_Work instructions_. The data below is to be returned in full and exactly.

_Entries supplied_.
————————

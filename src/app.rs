//! Application wiring: configured provider clients behind one facade.

use crate::ai::{EnhancementService, GeminiCoverClient, OpenRouterClient};
use crate::cover::{cover_styles, CoverGenerator};
use crate::models::{Config, CoverStyle, Enrichment, Track, ViralAnalysis};
use crate::{Error, Result};

/// Coordinates text enrichment and cover generation for the CLI.
pub struct App {
    enhancer: Box<dyn EnhancementService>,
    covers: Option<CoverGenerator>,
}

impl App {
    /// Construct an app from environment configuration (`Config::from_env`).
    pub fn from_env() -> Self {
        Self::from_config(Config::from_env())
    }

    pub fn from_config(config: Config) -> Self {
        // Reuse one HTTP connection pool across provider clients.
        let http_client = reqwest::Client::new();

        let enhancer: Box<dyn EnhancementService> = Box::new(OpenRouterClient::new_with_client(
            config.openrouter_api_key,
            http_client.clone(),
        ));

        let covers = config.gemini_api_key.map(|api_key| {
            CoverGenerator::new(
                Box::new(GeminiCoverClient::new_with_client(api_key, http_client)),
                config.cover_output_dir,
            )
        });

        Self { enhancer, covers }
    }

    /// Build an app from concrete service dependencies.
    ///
    /// This is primarily useful for integration tests and harnesses that
    /// need to inject mocks.
    pub fn with_services(
        enhancer: Box<dyn EnhancementService>,
        covers: Option<CoverGenerator>,
    ) -> Self {
        Self { enhancer, covers }
    }

    pub async fn enhance(&self, prompt: &str, mood: &str) -> Enrichment<String> {
        self.enhancer.enhance_prompt(prompt, mood).await
    }

    pub async fn analyze(&self, title: &str, description: &str) -> Enrichment<ViralAnalysis> {
        self.enhancer.analyze_viral_potential(title, description).await
    }

    pub async fn spirit(&self, content: &str) -> Enrichment<String> {
        self.enhancer.enrich_spiritual_content(content).await
    }

    /// Generate cover artwork for a track. Requires Gemini credentials.
    pub async fn cover(&self, track: &Track, style: &str) -> Result<String> {
        let covers = self.covers.as_ref().ok_or_else(|| {
            Error::Config("Gemini credentials not configured, GEMINI_API_KEY required".to_string())
        })?;
        covers.generate_cover(track, style).await
    }

    pub fn styles(&self) -> Vec<CoverStyle> {
        cover_styles()
    }

    /// Provider credential status, without any network traffic.
    pub fn status(&self) -> AppStatus {
        AppStatus {
            enhancement_available: self.enhancer.is_available(),
            cover_generation_configured: self.covers.is_some(),
        }
    }
}

#[derive(Debug, Clone, Copy, PartialEq)]
pub struct AppStatus {
    pub enhancement_available: bool,
    pub cover_generation_configured: bool,
}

————————

_Exercise response_.
filename src/app.rs
//! Application wiring: configured provider clients behind one facade.

use crate::ai::{EnhancementService, GeminiCoverClient, OpenRouterClient};
use crate::cover::{cover_styles, CoverGenerator};
use crate::models::{Config, CoverStyle, Enrichment, Track, ViralAnalysis};
use crate::{Error, Result};

/// Coordinates text enrichment and cover generation for the CLI.
pub struct App {
    enhancer: Box<dyn EnhancementService>,
    covers: Option<CoverGenerator>,
}

impl App {
    /// Construct an app from environment configuration (`Config::from_env`).
    pub fn from_env() -> Self {
        Self::from_config(Config::from_env())
    }

    pub fn from_config(config: Config) -> Self {
        // Reuse one HTTP connection pool across provider clients.
        let http_client = reqwest::Client::new();

        let enhancer: Box<dyn EnhancementService> = Box::new(OpenRouterClient::new_with_client(
            config.openrouter_api_key,
            http_client.clone(),
        ));

        let covers = config.gemini_api_key.map(|api_key| {
            CoverGenerator::new(
                Box::new(GeminiCoverClient::new_with_client(api_key, http_client)),
                config.cover_output_dir,
            )
        });

        Self { enhancer, covers }
    }

    /// Build an app from concrete service dependencies.
    ///
    /// This is primarily useful for integration tests and harnesses that
    /// need to inject mocks.
    pub fn with_services(
        enhancer: Box<dyn EnhancementService>,
        covers: Option<CoverGenerator>,
    ) -> Self {
        Self { enhancer, covers }
    }

    pub async fn enhance(&self, prompt: &str, mood: &str) -> Enrichment<String> {
        self.enhancer.enhance_prompt(prompt, mood).await
    }

    pub async fn analyze(&self, title: &str, description: &str) -> Enrichment<ViralAnalysis> {
        self.enhancer.analyze_viral_potential(title, description).await
    }

    pub async fn spirit(&self, content: &str) -> Enrichment<String> {
        self.enhancer.enrich_spiritual_content(content).await
    }

    /// Generate cover artwork for a track. Requires Gemini credentials.
    pub async fn cover(&self, track: &Track, style: &str) -> Result<String> {
        let covers = self.covers.as_ref().ok_or_else(|| {
            Error::Config("Gemini credentials not configured, GEMINI_API_KEY required".to_string())
        })?;
        covers.generate_cover(track, style).await
    }

    pub fn styles(&self) -> Vec<CoverStyle> {
        cover_styles()
    }

    /// Provider credential status, without any network traffic.
    pub fn status(&self) -> AppStatus {
        AppStatus {
            enhancement_available: self.enhancer.is_available(),
            cover_generation_configured: self.covers.is_some(),
        }
    }
}

#[derive(Debug, Clone, Copy, PartialEq)]
pub struct AppStatus {
    pub enhancement_available: bool,
    pub cover_generation_configured: bool,
}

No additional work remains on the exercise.